BetterFleet aligns and optimises charging around bus schedules. The supplier says its work with Go-Ahead is one of the largest and most complex global deployments of advanced charge management software, adding that it will minimise the peak grid draw in depots.
BetterFleet integrates seamlessly with the buses concerned and can prioritise power to a particular vehicle if it needs to begin service shortly. It can also reduce grid load if that is most efficient.
AI is used alongside real-time date, predictive load deferral and incident automation to help solve expensive charging and infrastructure challenges. Such capability will be key to Go-Ahead growing its zero-emission fleet beyond 1,500 buses by the end of 2025.
The BetterFleet process also involves Go-Ahead subsidiaries gaining critical information to simplify their duties and helps to ensure that vehicles are ready to go, while the intelligent load deferral helps to avoid infrastructure upgrades and allows more charging to be carried out within the existing grid capacity.
BetterFleet additionally has visibility into numerous brands of legacy charging systems via a single interface, with the BetterFleet Internet of Things Hub providing virtual upgrades to extend chargers’ lifespans and avoid unnecessary replacements.

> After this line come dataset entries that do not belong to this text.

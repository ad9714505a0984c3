//! Domain types for dependents lookups.
//!
//! - **Identity**: `CanonicalPath` (a file's key in the reverse index)
//! - **Classification**: `ModuleFamily` (which import syntax and naming rules apply)
//! - **Results**: `BuildStats` (what a build did, including recoverable errors)
//!
//! ## Design Decisions
//!
//! | Decision | Choice | Rationale |
//! |----------|--------|-----------|
//! | File identity | Lexically normalized absolute path | Lookups must not depend on disk state |
//! | Family | Enum not String | Adding a family requires an extractor and naming rules |
//! | JS sub-family | Detected from content | `.js` files may be CommonJS, ES modules or AMD |

use std::fmt;
use std::path::{Path, PathBuf};
use std::time::Duration;

use crate::canonical::normalize;
use crate::error::IndexError;

// ============================================================================
// Canonical paths
// ============================================================================

/// A normalized absolute path used as a file's identity in the index.
///
/// Construction normalizes `.` and `..` components lexically, so two
/// spellings of the same location compare equal without touching the disk.
#[derive(Debug, Clone, PartialEq, Eq, Hash, PartialOrd, Ord)]
pub struct CanonicalPath(PathBuf);

impl CanonicalPath {
    /// Normalize `path` into a canonical path.
    ///
    /// `path` is expected to be absolute; relative input stays relative.
    #[must_use]
    pub fn new(path: impl AsRef<Path>) -> Self {
        Self(normalize(path.as_ref()))
    }

    /// Borrow as a `Path`.
    #[must_use]
    pub fn as_path(&self) -> &Path {
        &self.0
    }

    /// Directory containing this file.
    #[must_use]
    pub fn parent(&self) -> Option<&Path> {
        self.0.parent()
    }
}

impl AsRef<Path> for CanonicalPath {
    fn as_ref(&self) -> &Path {
        &self.0
    }
}

impl From<CanonicalPath> for PathBuf {
    fn from(path: CanonicalPath) -> Self {
        path.0
    }
}

impl fmt::Display for CanonicalPath {
    fn fmt(&self, f: &mut fmt::Formatter<'_>) -> fmt::Result {
        self.0.display().fmt(f)
    }
}

// ============================================================================
// Module families
// ============================================================================

/// File extensions treated as JavaScript sources.
pub const JS_EXTENSIONS: &[&str] = &["js", "jsx", "mjs", "cjs", "ts", "tsx"];

/// Import syntax and file naming convention of a source file.
#[derive(Debug, Clone, Copy, PartialEq, Eq, Hash)]
pub enum ModuleFamily {
    /// `require('x')` modules
    CommonJs,
    /// `import ... from 'x'` modules
    Es6,
    /// RequireJS `define([...])` modules
    Amd,
    /// `.scss` / `.sass` stylesheets
    Sass,
    /// `.styl` stylesheets
    Stylus,
}

/// Coarse source kind, known from the extension alone.
#[derive(Debug, Clone, Copy, PartialEq, Eq, Hash)]
pub enum SourceKind {
    /// Any JavaScript dialect; the family is decided from content
    JavaScript,
    /// Sass, either syntax
    Sass,
    /// Stylus
    Stylus,
}

impl SourceKind {
    /// Classify a file by extension.
    ///
    /// Returns `None` for extensions we do not index.
    #[must_use]
    pub fn from_extension(ext: &str) -> Option<Self> {
        let ext = ext.to_ascii_lowercase();
        if JS_EXTENSIONS.contains(&ext.as_str()) {
            return Some(Self::JavaScript);
        }
        match ext.as_str() {
            "scss" | "sass" => Some(Self::Sass),
            "styl" => Some(Self::Stylus),
            _ => None,
        }
    }

    /// Classify a file by its path's extension.
    #[must_use]
    pub fn from_path(path: &Path) -> Option<Self> {
        path.extension()
            .and_then(|e| e.to_str())
            .and_then(Self::from_extension)
    }
}

impl ModuleFamily {
    /// Whether specifiers of this family resolve like JavaScript modules.
    #[must_use]
    pub fn is_script(self) -> bool {
        matches!(self, Self::CommonJs | Self::Es6 | Self::Amd)
    }

    /// Lowercase name used in logs.
    #[must_use]
    pub fn as_str(self) -> &'static str {
        match self {
            Self::CommonJs => "commonjs",
            Self::Es6 => "es6",
            Self::Amd => "amd",
            Self::Sass => "sass",
            Self::Stylus => "stylus",
        }
    }
}

impl fmt::Display for ModuleFamily {
    fn fmt(&self, f: &mut fmt::Formatter<'_>) -> fmt::Result {
        f.write_str(self.as_str())
    }
}

// ============================================================================
// Build results
// ============================================================================

/// How a build distributed its work.
#[derive(Debug, Clone, Copy, PartialEq, Eq)]
pub enum Strategy {
    /// Every file indexed on the calling thread
    Sequential,
    /// Files distributed across a pool of workers
    Parallel {
        /// Workers spawned for the build
        workers: usize,
    },
}

/// Statistics from building a reverse index.
#[derive(Debug, Clone)]
pub struct BuildStats {
    /// Candidate files handed to the index builder
    pub files_processed: usize,
    /// Edges recorded, counting duplicates
    pub edges_recorded: usize,
    /// Strategy the build used
    pub strategy: Strategy,
    /// Chunks handed to workers (zero for sequential builds)
    pub chunks_dispatched: usize,
    /// Wall time of the build
    pub duration: Duration,
    /// Files that contributed no edges because they could not be read or parsed
    pub errors: Vec<IndexError>,
}

#[cfg(test)]
mod tests {
    use super::*;

    #[test]
    fn canonical_path_equality_ignores_dot_segments() {
        let a = CanonicalPath::new("/project/lib/./a.js");
        let b = CanonicalPath::new("/project/src/../lib/a.js");

        assert_eq!(a, b);
        assert_eq!(a.as_path(), Path::new("/project/lib/a.js"));
    }

    #[test]
    fn source_kind_from_extension_is_case_insensitive() {
        assert_eq!(SourceKind::from_extension("JS"), Some(SourceKind::JavaScript));
        assert_eq!(SourceKind::from_extension("scss"), Some(SourceKind::Sass));
        assert_eq!(SourceKind::from_extension("sass"), Some(SourceKind::Sass));
        assert_eq!(SourceKind::from_extension("styl"), Some(SourceKind::Stylus));
        assert_eq!(SourceKind::from_extension("rs"), None);
    }

    #[test]
    fn source_kind_from_path_without_extension_is_none() {
        assert_eq!(SourceKind::from_path(Path::new("/project/Makefile")), None);
    }

    #[test]
    fn script_families() {
        assert!(ModuleFamily::Amd.is_script());
        assert!(ModuleFamily::Es6.is_script());
        assert!(!ModuleFamily::Sass.is_script());
        assert!(!ModuleFamily::Stylus.is_script());
    }
}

Go-Ahead Bus CEO Matt Carney says: “We are proud of our leadership in zero-emission transport. By using BetterFleet, we have live data to track and manage our zero-emission fleet through its in-depot charge status and on-road state of charge, as well as manage our energy consumption more effectively and minimise our impact on the grid.”
Adds BetterFleet CEO Daniel Hilson: “We are thrilled to see our technology making an immediate impact on Go-Ahead Group’s operations.
“Our platform’s real-time monitoring, automated scheduling, and AI-driven predictive analytics enable them to manage charging more efficiently, helping to reduce costs and ensure that electric buses are ready to meet service.”